Revenues for 2014 were $6.04 billion, with net income of $886 million, or $2.04 per share, a decrease of 13% compared to $1.01 billion in net income in 2013, according to generally accepted accounting principles. The results include the acquisition of AirWatch, for $1.181 billion.

VMware has $7.08 billion in cash or cash equivalents on hand, with unearned revenues of $4.83 billion as of Dec. 31. VMware's business is transitioning to greater subscription revenue, which customers have signed up for one to three years in advance.

VMware is past the days when virtualization was new and it was the most knowledgeable and trusted player in the hypervisor field. Enterprises are largely saturated with both VMware and Microsoft proprietary hypervisors and virtualized environment management, but VMware is adding on additional capabilities in virtual networking and hybrid cloud management.

[What's new from VMware? Read VMware Offers "One-Button" Disaster Recovery In Cloud.]

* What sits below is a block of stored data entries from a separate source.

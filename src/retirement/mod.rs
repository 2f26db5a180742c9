//! Retirement wealth projection

mod annuity;
mod plan;
mod projection;
mod timeline;
mod calculator;

pub use annuity::{
    INFLATION_RATE, monthly_rate, future_value_annuity_due, target_wealth,
    expenses_in_retirement_year, required_monthly_savings, months_in_years,
};
pub use plan::{RetirementPlan, PortfolioAllocation};
pub use projection::{RetirementProjection, GapStatus, TimelineSummary};
pub use timeline::{WealthDataPoint, Phase, TimelineInputs, generate_timeline};
pub use calculator::{RetirementCalculator, ProjectionConfig, calculate_projection, validate_plan};
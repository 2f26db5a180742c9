//! AWS Lambda handler for dashboard calculations
//!
//! Accepts a single stored record as JSON, tagged with the calculation to run:
//!
//! ```json
//! {"kind": "cashFlow", "id": "s1", "monthlyIncome": 5000, ...}
//! {"kind": "retirement", "id": "p1", "userId": "u1", "currentAge": 30, ...}
//! ```
//!
//! Returns the derived record, or `{"error": "..."}` when the request cannot be
//! parsed or the plan fails validation.

use finance_projection::{calculate_metrics, calculate_projection, CashFlowSnapshot, RetirementPlan};
use lambda_runtime::{run, service_fn, Error, LambdaEvent};
use serde::Deserialize;
use serde_json::{json, Value};

/// Calculation requested by the caller
#[derive(Debug, Deserialize)]
#[serde(tag = "kind", rename_all = "camelCase")]
enum CalculationRequest {
    CashFlow(CashFlowSnapshot),
    Retirement(RetirementPlan),
}

fn error_response(message: String) -> Value {
    json!({ "error": message })
}

fn respond(payload: Value) -> Value {
    let request: CalculationRequest = match serde_json::from_value(payload) {
        Ok(request) => request,
        Err(e) => return error_response(format!("invalid request: {}", e)),
    };

    let result = match request {
        CalculationRequest::CashFlow(snapshot) => serde_json::to_value(calculate_metrics(&snapshot)),
        CalculationRequest::Retirement(plan) => match calculate_projection(&plan) {
            Ok(projection) => serde_json::to_value(projection),
            Err(e) => {
                log::warn!("plan {} rejected: {}", plan.id, e);
                return error_response(e.to_string());
            }
        },
    };

    result.unwrap_or_else(|e| error_response(format!("serialization failed: {}", e)))
}

async fn handler(event: LambdaEvent<Value>) -> Result<Value, Error> {
    Ok(respond(event.payload))
}

#[tokio::main]
async fn main() -> Result<(), Error> {
    env_logger::init();
    run(service_fn(handler)).await
}
//! Cash-flow metrics calculation

use log::{debug, warn};

use super::health::{CashFlowRatios, HealthScoreBreakdown};
use super::snapshot::{CashFlowMetrics, CashFlowSnapshot, HealthCategory};
use crate::rounding::round_to;

/// Derive remaining cash, ratios, health score and category from a snapshot.
///
/// Never fails. Zero or negative income yields a zero score and a "Poor"
/// category rather than dividing by zero.
pub fn calculate_metrics(snapshot: &CashFlowSnapshot) -> CashFlowMetrics {
    let Some(ratios) = CashFlowRatios::from_snapshot(snapshot) else {
        warn!(
            "snapshot {} has non-positive monthly income ({}); using default metrics",
            snapshot.id, snapshot.monthly_income
        );
        return CashFlowMetrics {
            snapshot: snapshot.clone(),
            remaining_cash: -snapshot.total_allocated(),
            financial_health_score: 0,
            debt_to_equity_ratio: 0.0,
            saving_ratio: 0.0,
            health_category: HealthCategory::Poor,
        };
    };

    let score = HealthScoreBreakdown::from_ratios(
        ratios.saving_ratio,
        ratios.remaining_cash_ratio,
        ratios.debt_to_equity_ratio,
    )
    .total;

    let metrics = CashFlowMetrics {
        snapshot: snapshot.clone(),
        remaining_cash: ratios.remaining_cash,
        financial_health_score: score,
        debt_to_equity_ratio: round_to(ratios.debt_to_equity_ratio, 2),
        saving_ratio: round_to(ratios.saving_ratio, 2),
        health_category: HealthCategory::from_score(score),
    };

    debug!(
        "cash flow {}: remaining={:.2} score={} category={}",
        snapshot.id,
        metrics.remaining_cash,
        metrics.financial_health_score,
        metrics.health_category.as_str()
    );

    metrics
}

In a quarterly earnings call, CEO Pat Gelsinger also said some of the more advanced pieces in the VMware's product line were beginning to gain traction with customers after an initial slow uptake. They include the mobile device management platform, AirWatch, which recently hit 15,000 users or "nearly double its closest competitor," Gelsinger said. VMware completed its acquisition of AirWatch Feb. 24.

Gelsinger said VMware now has 400 customers for its NSX virtual networking platform, a small share of its total customer base, but a harbinger of things to come, he said. VMware is promoting the idea of a software-defined data center, where virtualization and programmed policy engines govern routine functions in the data center. NSX is a crucial building block of such a design.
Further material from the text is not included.